Design Project #2: Peer-to-peer File Sharing

This is a team project, so form a team of 3 people, where all of you have the same recitation instructor. Please send email to your recitation instructor as soon as possible with the names and email addresses of your team members. Please let us know by noon on Thursday, April 19th at the latest. And get to work! Your team's report is due on Thursday, May 10th, in recitation. Questions and answers about DP2 will also be posted here; check periodically for updates.

New: keep an eye on the DP2 FAQ for updates and clarifications.

Introduction

Your job is to design a peer-to-peer file sharing application. Your design should allow Internet users to cooperatively pool free disk space and network bandwidth for use in serving public-access data.

Many Internet users have useful and popular data, but do not have the server or network resources required to satisfy the demand for that data. For example, an open source developer might wish to publish a software distribution; the average demand for that distribution may be low, but the instantaneous demand after a new release may be too high for the developer's server or network connection to handle. Your design should allow such users to share disk space and bandwidth in a way that spreads the total load over all the participants. Your design should avoid the common requirement that each publisher of data own a network link with capacity equal to the peak demand for that data.

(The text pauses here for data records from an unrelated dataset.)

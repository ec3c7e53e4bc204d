//! layer — command-line client for the Layer Platform API.

#![allow(
    missing_docs,
    missing_debug_implementations,
    clippy::print_stderr,
    clippy::print_stdout
)]

mod cmd;

use std::process;

use clap::Parser;
use layer_api::Error;
use tracing_subscriber::EnvFilter;

use crate::cmd::config::{ProfileConfig, profile_path};
use crate::cmd::{Cli, Command, resource};

fn main() {
    let cli = Cli::parse();
    init_logger(cli.debug);

    let rt = match tokio::runtime::Runtime::new() {
        Ok(rt) => rt,
        Err(e) => {
            eprintln!("fatal: tokio runtime: {e}");
            process::exit(1);
        }
    };

    if let Err(e) = rt.block_on(run(cli)) {
        eprintln!("error: {e}");
        if let Error::Response(r) = &e
            && !r.body.is_empty()
        {
            eprintln!("{}", r.body.clone().into_json());
        }
        process::exit(1);
    }
}

/// Route `layer_api` debug events to stderr when `--debug` is set.
/// `RUST_LOG` takes precedence when present.
fn init_logger(debug: bool) {
    let fallback = if debug { "layer_api=debug" } else { "warn" };
    let filter = EnvFilter::try_from_default_env().unwrap_or_else(|_| EnvFilter::new(fallback));
    let _ = tracing_subscriber::fmt()
        .with_env_filter(filter)
        .with_writer(std::io::stderr)
        .with_target(false)
        .try_init();
}

async fn run(cli: Cli) -> layer_api::Result<()> {
    let profile = cli.profile.clone().unwrap_or_else(|| "default".to_owned());
    let cfg = ProfileConfig::load(&profile)?.merged(&cli);

    let res = match cli.command {
        Command::Init => {
            // Build once so a bad token / app ID is rejected before saving.
            cfg.client(false)?;
            cfg.save(&profile)?;
            eprintln!("saved {}", profile_path(&profile).display());
            return Ok(());
        }
        Command::Show => {
            print!("{}", cfg.redacted());
            return Ok(());
        }
        cmd => {
            let client = cfg.client(cli.debug)?;
            match cmd {
                Command::Conversation(c) => resource::conversation(&client, c).await?,
                Command::Message(c) => resource::message(&client, c).await?,
                Command::Announce(a) => resource::announce(&client, a).await?,
                Command::Block(c) => resource::block(&client, c).await?,
                Command::Identity(c) => resource::identity(&client, c).await?,
                Command::Badge(c) => resource::badge(&client, c).await?,
                Command::Init | Command::Show => return Ok(()),
            }
        }
    };
    println!("{}", resource::render(res));
    Ok(())
}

You should focus your design efforts on the availability and authenticity of the stored data; on avoiding centralized components; and on good performance with large numbers of clients and servers.

Your task

Your system should support the following model of use. Internet users, perhaps thousands or millions of them, will volunteer their machines for use as servers in your system. Publishers of data should be able to insert named documents into your system, causing them to be stored (in whatever manner you determine) on the servers. A publisher should be able to update a document without changing its name. A consumer of data should be able to retrieve a document from your system using its name, and verify the authenticity of the resulting data. You cannot assume that all the participating servers are trustworthy.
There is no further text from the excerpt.